§ **Problem to solve**
Please return the full listing. Every line must match exactly.

——

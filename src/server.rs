use crate::mcp::{self, jsonrpc};
use crate::types::HealthResponse;
use crate::AppState;
use axum::{
    response::Json,
    routing::{get, post},
    Router,
};
use std::sync::Arc;
use tower_http::cors::CorsLayer;
use tower_http::trace::TraceLayer;

/// Health probe plus the MCP endpoints, all sharing one `AppState`.
pub fn router(state: Arc<AppState>) -> Router {
    Router::new()
        .route("/", get(health_check))
        .route("/health", get(health_check))
        .route("/mcp", post(jsonrpc::mcp_rpc_handler))
        .route("/mcp/tools", get(mcp::list_tools))
        .route("/mcp/call", post(mcp::call_tool))
        .layer(CorsLayer::permissive())
        .layer(TraceLayer::new_for_http())
        .with_state(state)
}

/// Liveness only: never touches config, the solver or upstream.
pub async fn health_check() -> Json<HealthResponse> {
    tracing::debug!("health check");
    Json(HealthResponse::healthy())
}
use seo_mcp::core::tools_registry::{ToolMetadataEntry, ToolRegistry};
use std::collections::HashMap;

#[test]
fn public_tool_names_resolve_to_internal() {
    let registry = ToolRegistry::with_metadata(None);

    let mut seen = std::collections::HashSet::new();
    for spec in registry.public_specs() {
        assert!(
            seen.insert(spec.public_name.clone()),
            "duplicate public tool name"
        );
        let internal = registry
            .resolve_incoming_tool_name(&spec.public_name)
            .expect("public name should resolve to an internal name");
        assert!(
            registry.public_tool_name_for_internal(&internal).is_some(),
            "internal tool should have a public name"
        );
    }
}

#[test]
fn default_catalog_exposes_the_four_seo_tools() {
    let registry = ToolRegistry::with_metadata(None);
    let names: Vec<String> = registry
        .public_specs()
        .into_iter()
        .map(|s| s.public_name)
        .collect();
    assert_eq!(
        names,
        vec![
            "get_backlinks_list",
            "get_traffic",
            "keyword_difficulty",
            "keyword_generator"
        ]
    );
}

#[test]
fn schemas_declare_required_arguments_and_defaults() {
    let registry = ToolRegistry::with_metadata(None);
    let specs = registry.public_specs();

    let traffic = specs
        .iter()
        .find(|s| s.public_name == "get_traffic")
        .expect("expected traffic tool");
    let props = traffic
        .public_input_schema
        .get("properties")
        .and_then(|v| v.as_object())
        .expect("schema properties should be an object");
    assert_eq!(props["country"]["default"], "None");
    assert_eq!(props["mode"]["enum"], serde_json::json!(["subdomains", "exact"]));
    assert_eq!(
        traffic.public_input_schema["required"],
        serde_json::json!(["domain_or_url"])
    );

    let generator = specs
        .iter()
        .find(|s| s.public_name == "keyword_generator")
        .expect("expected keyword generator");
    assert_eq!(
        generator.public_input_schema["properties"]["search_engine"]["default"],
        "Google"
    );
}

#[test]
fn metadata_overrides_public_name_but_internal_name_still_resolves() {
    let metadata = HashMap::from([(
        "keyword_difficulty".to_string(),
        ToolMetadataEntry {
            name: "kd_check".to_string(),
            title: None,
            description: "How hard is it to rank?".to_string(),
        },
    )]);
    let registry = ToolRegistry::with_metadata(Some(&metadata));

    assert_eq!(
        registry.resolve_incoming_tool_name("kd_check").as_deref(),
        Some("keyword_difficulty")
    );
    assert_eq!(
        registry.resolve_incoming_tool_name("keyword_difficulty").as_deref(),
        Some("keyword_difficulty")
    );
    let spec = registry
        .public_specs()
        .into_iter()
        .find(|s| s.public_name == "kd_check")
        .expect("renamed tool listed");
    assert_eq!(spec.public_title, "Keyword Difficulty");
    assert!(registry.resolve_incoming_tool_name("nope").is_none());
}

——

§ **Answer for this exercise**
filename src/server.rs
use crate::mcp::{self, jsonrpc};
use crate::types::HealthResponse;
use crate::AppState;
use axum::{
    response::Json,
    routing::{get, post},
    Router,
};
use std::sync::Arc;
use tower_http::cors::CorsLayer;
use tower_http::trace::TraceLayer;

/// Health probe plus the MCP endpoints, all sharing one `AppState`.
pub fn router(state: Arc<AppState>) -> Router {
    Router::new()
        .route("/", get(health_check))
        .route("/health", get(health_check))
        .route("/mcp", post(jsonrpc::mcp_rpc_handler))
        .route("/mcp/tools", get(mcp::list_tools))
        .route("/mcp/call", post(mcp::call_tool))
        .layer(CorsLayer::permissive())
        .layer(TraceLayer::new_for_http())
        .with_state(state)
}

/// Liveness only: never touches config, the solver or upstream.
pub async fn health_check() -> Json<HealthResponse> {
    tracing::debug!("health check");
    Json(HealthResponse::healthy())
}
use seo_mcp::core::tools_registry::{ToolMetadataEntry, ToolRegistry};
use std::collections::HashMap;

#[test]
fn public_tool_names_resolve_to_internal() {
    let registry = ToolRegistry::with_metadata(None);

    let mut seen = std::collections::HashSet::new();
    for spec in registry.public_specs() {
        assert!(
            seen.insert(spec.public_name.clone()),
            "duplicate public tool name"
        );
        let internal = registry
            .resolve_incoming_tool_name(&spec.public_name)
            .expect("public name should resolve to an internal name");
        assert!(
            registry.public_tool_name_for_internal(&internal).is_some(),
            "internal tool should have a public name"
        );
    }
}

#[test]
fn default_catalog_exposes_the_four_seo_tools() {
    let registry = ToolRegistry::with_metadata(None);
    let names: Vec<String> = registry
        .public_specs()
        .into_iter()
        .map(|s| s.public_name)
        .collect();
    assert_eq!(
        names,
        vec![
            "get_backlinks_list",
            "get_traffic",
            "keyword_difficulty",
            "keyword_generator"
        ]
    );
}

#[test]
fn schemas_declare_required_arguments_and_defaults() {
    let registry = ToolRegistry::with_metadata(None);
    let specs = registry.public_specs();

    let traffic = specs
        .iter()
        .find(|s| s.public_name == "get_traffic")
        .expect("expected traffic tool");
    let props = traffic
        .public_input_schema
        .get("properties")
        .and_then(|v| v.as_object())
        .expect("schema properties should be an object");
    assert_eq!(props["country"]["default"], "None");
    assert_eq!(props["mode"]["enum"], serde_json::json!(["subdomains", "exact"]));
    assert_eq!(
        traffic.public_input_schema["required"],
        serde_json::json!(["domain_or_url"])
    );

    let generator = specs
        .iter()
        .find(|s| s.public_name == "keyword_generator")
        .expect("expected keyword generator");
    assert_eq!(
        generator.public_input_schema["properties"]["search_engine"]["default"],
        "Google"
    );
}

#[test]
fn metadata_overrides_public_name_but_internal_name_still_resolves() {
    let metadata = HashMap::from([(
        "keyword_difficulty".to_string(),
        ToolMetadataEntry {
            name: "kd_check".to_string(),
            title: None,
            description: "How hard is it to rank?".to_string(),
        },
    )]);
    let registry = ToolRegistry::with_metadata(Some(&metadata));

    assert_eq!(
        registry.resolve_incoming_tool_name("kd_check").as_deref(),
        Some("keyword_difficulty")
    );
    assert_eq!(
        registry.resolve_incoming_tool_name("keyword_difficulty").as_deref(),
        Some("keyword_difficulty")
    );
    let spec = registry
        .public_specs()
        .into_iter()
        .find(|s| s.public_name == "kd_check")
        .expect("renamed tool listed");
    assert_eq!(spec.public_title, "Keyword Difficulty");
    assert!(registry.resolve_incoming_tool_name("nope").is_none());
}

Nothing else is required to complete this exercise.